Exercise inputs:
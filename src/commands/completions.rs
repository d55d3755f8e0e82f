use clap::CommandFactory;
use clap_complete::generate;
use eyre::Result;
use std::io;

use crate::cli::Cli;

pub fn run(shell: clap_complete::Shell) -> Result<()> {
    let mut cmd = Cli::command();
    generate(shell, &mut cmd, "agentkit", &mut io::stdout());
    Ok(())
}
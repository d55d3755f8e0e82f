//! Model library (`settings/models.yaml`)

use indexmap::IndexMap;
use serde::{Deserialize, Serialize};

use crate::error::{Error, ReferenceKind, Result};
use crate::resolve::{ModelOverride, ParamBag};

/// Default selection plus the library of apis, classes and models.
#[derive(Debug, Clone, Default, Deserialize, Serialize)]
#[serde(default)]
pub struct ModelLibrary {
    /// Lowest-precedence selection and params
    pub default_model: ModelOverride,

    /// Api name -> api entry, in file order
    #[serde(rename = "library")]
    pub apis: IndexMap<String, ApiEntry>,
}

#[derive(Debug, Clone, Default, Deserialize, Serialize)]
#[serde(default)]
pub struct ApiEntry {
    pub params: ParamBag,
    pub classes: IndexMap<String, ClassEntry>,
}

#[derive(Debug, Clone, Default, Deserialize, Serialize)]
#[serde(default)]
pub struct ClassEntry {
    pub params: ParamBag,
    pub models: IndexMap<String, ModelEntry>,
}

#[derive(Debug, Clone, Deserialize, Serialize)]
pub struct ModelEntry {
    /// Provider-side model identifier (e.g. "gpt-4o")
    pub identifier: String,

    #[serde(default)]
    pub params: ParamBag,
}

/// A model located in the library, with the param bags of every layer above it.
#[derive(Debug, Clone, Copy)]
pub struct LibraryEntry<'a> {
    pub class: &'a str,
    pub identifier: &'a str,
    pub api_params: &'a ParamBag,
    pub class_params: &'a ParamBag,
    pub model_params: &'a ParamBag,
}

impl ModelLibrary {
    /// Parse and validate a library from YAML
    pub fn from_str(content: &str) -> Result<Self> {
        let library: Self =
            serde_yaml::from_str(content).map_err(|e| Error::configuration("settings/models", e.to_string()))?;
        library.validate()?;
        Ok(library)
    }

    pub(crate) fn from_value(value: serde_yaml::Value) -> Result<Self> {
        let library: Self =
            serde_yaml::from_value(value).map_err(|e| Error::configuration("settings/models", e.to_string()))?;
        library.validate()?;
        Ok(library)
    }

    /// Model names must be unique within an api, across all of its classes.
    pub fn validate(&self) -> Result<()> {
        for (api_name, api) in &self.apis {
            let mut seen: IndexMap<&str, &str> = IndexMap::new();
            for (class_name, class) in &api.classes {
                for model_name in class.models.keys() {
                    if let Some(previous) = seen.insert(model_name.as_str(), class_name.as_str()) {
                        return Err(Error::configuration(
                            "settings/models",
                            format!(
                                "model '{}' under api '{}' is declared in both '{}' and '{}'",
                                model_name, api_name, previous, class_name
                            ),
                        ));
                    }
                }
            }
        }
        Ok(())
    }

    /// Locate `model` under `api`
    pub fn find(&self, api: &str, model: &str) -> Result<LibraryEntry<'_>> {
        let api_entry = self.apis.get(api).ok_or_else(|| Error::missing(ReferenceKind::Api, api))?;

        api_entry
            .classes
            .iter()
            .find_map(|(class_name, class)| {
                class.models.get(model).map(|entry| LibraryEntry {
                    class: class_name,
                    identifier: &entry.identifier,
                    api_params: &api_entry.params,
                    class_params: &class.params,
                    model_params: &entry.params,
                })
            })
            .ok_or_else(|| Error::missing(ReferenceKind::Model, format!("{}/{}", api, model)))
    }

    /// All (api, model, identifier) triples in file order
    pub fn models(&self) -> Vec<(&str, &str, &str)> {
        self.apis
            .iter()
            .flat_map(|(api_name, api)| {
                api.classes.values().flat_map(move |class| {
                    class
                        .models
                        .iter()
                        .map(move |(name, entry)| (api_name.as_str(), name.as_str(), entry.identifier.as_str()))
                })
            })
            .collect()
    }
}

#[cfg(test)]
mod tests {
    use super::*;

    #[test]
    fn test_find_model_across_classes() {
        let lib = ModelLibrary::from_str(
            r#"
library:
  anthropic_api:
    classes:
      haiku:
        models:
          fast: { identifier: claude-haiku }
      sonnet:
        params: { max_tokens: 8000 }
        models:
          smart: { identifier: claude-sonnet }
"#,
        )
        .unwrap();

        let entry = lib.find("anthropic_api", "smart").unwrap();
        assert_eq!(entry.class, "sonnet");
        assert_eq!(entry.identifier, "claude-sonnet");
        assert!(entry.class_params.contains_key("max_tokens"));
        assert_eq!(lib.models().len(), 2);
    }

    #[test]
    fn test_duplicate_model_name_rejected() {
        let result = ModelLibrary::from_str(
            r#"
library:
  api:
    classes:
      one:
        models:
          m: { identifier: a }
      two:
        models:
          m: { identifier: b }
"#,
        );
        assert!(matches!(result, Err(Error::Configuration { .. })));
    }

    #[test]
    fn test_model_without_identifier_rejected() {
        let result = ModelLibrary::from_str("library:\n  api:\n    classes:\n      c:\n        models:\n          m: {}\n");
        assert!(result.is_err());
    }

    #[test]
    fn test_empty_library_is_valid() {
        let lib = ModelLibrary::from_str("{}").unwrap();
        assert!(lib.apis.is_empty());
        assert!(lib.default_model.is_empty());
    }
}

What is required: Repeat everything in the listing above exactly.

The completed task:
filename src/commands/completions.rs
repository d55d3755f8e0e82f
use clap::CommandFactory;
use clap_complete::generate;
use eyre::Result;
use std::io;

use crate::cli::Cli;

pub fn run(shell: clap_complete::Shell) -> Result<()> {
    let mut cmd = Cli::command();
    generate(shell, &mut cmd, "agentkit", &mut io::stdout());
    Ok(())
}
repository d55d3755f8e0e82f
//! Model library (`settings/models.yaml`)

use indexmap::IndexMap;
use serde::{Deserialize, Serialize};

use crate::error::{Error, ReferenceKind, Result};
use crate::resolve::{ModelOverride, ParamBag};

/// Default selection plus the library of apis, classes and models.
#[derive(Debug, Clone, Default, Deserialize, Serialize)]
#[serde(default)]
pub struct ModelLibrary {
    /// Lowest-precedence selection and params
    pub default_model: ModelOverride,

    /// Api name -> api entry, in file order
    #[serde(rename = "library")]
    pub apis: IndexMap<String, ApiEntry>,
}

#[derive(Debug, Clone, Default, Deserialize, Serialize)]
#[serde(default)]
pub struct ApiEntry {
    pub params: ParamBag,
    pub classes: IndexMap<String, ClassEntry>,
}

#[derive(Debug, Clone, Default, Deserialize, Serialize)]
#[serde(default)]
pub struct ClassEntry {
    pub params: ParamBag,
    pub models: IndexMap<String, ModelEntry>,
}

#[derive(Debug, Clone, Deserialize, Serialize)]
pub struct ModelEntry {
    /// Provider-side model identifier (e.g. "gpt-4o")
    pub identifier: String,

    #[serde(default)]
    pub params: ParamBag,
}

/// A model located in the library, with the param bags of every layer above it.
#[derive(Debug, Clone, Copy)]
pub struct LibraryEntry<'a> {
    pub class: &'a str,
    pub identifier: &'a str,
    pub api_params: &'a ParamBag,
    pub class_params: &'a ParamBag,
    pub model_params: &'a ParamBag,
}

impl ModelLibrary {
    /// Parse and validate a library from YAML
    pub fn from_str(content: &str) -> Result<Self> {
        let library: Self =
            serde_yaml::from_str(content).map_err(|e| Error::configuration("settings/models", e.to_string()))?;
        library.validate()?;
        Ok(library)
    }

    pub(crate) fn from_value(value: serde_yaml::Value) -> Result<Self> {
        let library: Self =
            serde_yaml::from_value(value).map_err(|e| Error::configuration("settings/models", e.to_string()))?;
        library.validate()?;
        Ok(library)
    }

    /// Model names must be unique within an api, across all of its classes.
    pub fn validate(&self) -> Result<()> {
        for (api_name, api) in &self.apis {
            let mut seen: IndexMap<&str, &str> = IndexMap::new();
            for (class_name, class) in &api.classes {
                for model_name in class.models.keys() {
                    if let Some(previous) = seen.insert(model_name.as_str(), class_name.as_str()) {
                        return Err(Error::configuration(
                            "settings/models",
                            format!(
                                "model '{}' under api '{}' is declared in both '{}' and '{}'",
                                model_name, api_name, previous, class_name
                            ),
                        ));
                    }
                }
            }
        }
        Ok(())
    }

    /// Locate `model` under `api`
    pub fn find(&self, api: &str, model: &str) -> Result<LibraryEntry<'_>> {
        let api_entry = self.apis.get(api).ok_or_else(|| Error::missing(ReferenceKind::Api, api))?;

        api_entry
            .classes
            .iter()
            .find_map(|(class_name, class)| {
                class.models.get(model).map(|entry| LibraryEntry {
                    class: class_name,
                    identifier: &entry.identifier,
                    api_params: &api_entry.params,
                    class_params: &class.params,
                    model_params: &entry.params,
                })
            })
            .ok_or_else(|| Error::missing(ReferenceKind::Model, format!("{}/{}", api, model)))
    }

    /// All (api, model, identifier) triples in file order
    pub fn models(&self) -> Vec<(&str, &str, &str)> {
        self.apis
            .iter()
            .flat_map(|(api_name, api)| {
                api.classes.values().flat_map(move |class| {
                    class
                        .models
                        .iter()
                        .map(move |(name, entry)| (api_name.as_str(), name.as_str(), entry.identifier.as_str()))
                })
            })
            .collect()
    }
}

#[cfg(test)]
mod tests {
    use super::*;

    #[test]
    fn test_find_model_across_classes() {
        let lib = ModelLibrary::from_str(
            r#"
library:
  anthropic_api:
    classes:
      haiku:
        models:
          fast: { identifier: claude-haiku }
      sonnet:
        params: { max_tokens: 8000 }
        models:
          smart: { identifier: claude-sonnet }
"#,
        )
        .unwrap();

        let entry = lib.find("anthropic_api", "smart").unwrap();
        assert_eq!(entry.class, "sonnet");
        assert_eq!(entry.identifier, "claude-sonnet");
        assert!(entry.class_params.contains_key("max_tokens"));
        assert_eq!(lib.models().len(), 2);
    }

    #[test]
    fn test_duplicate_model_name_rejected() {
        let result = ModelLibrary::from_str(
            r#"
library:
  api:
    classes:
      one:
        models:
          m: { identifier: a }
      two:
        models:
          m: { identifier: b }
"#,
        );
        assert!(matches!(result, Err(Error::Configuration { .. })));
    }

    #[test]
    fn test_model_without_identifier_rejected() {
        let result = ModelLibrary::from_str("library:\n  api:\n    classes:\n      c:\n        models:\n          m: {}\n");
        assert!(result.is_err());
    }

    #[test]
    fn test_empty_library_is_valid() {
        let lib = ModelLibrary::from_str("{}").unwrap();
        assert!(lib.apis.is_empty());
        assert!(lib.default_model.is_empty());
    }
}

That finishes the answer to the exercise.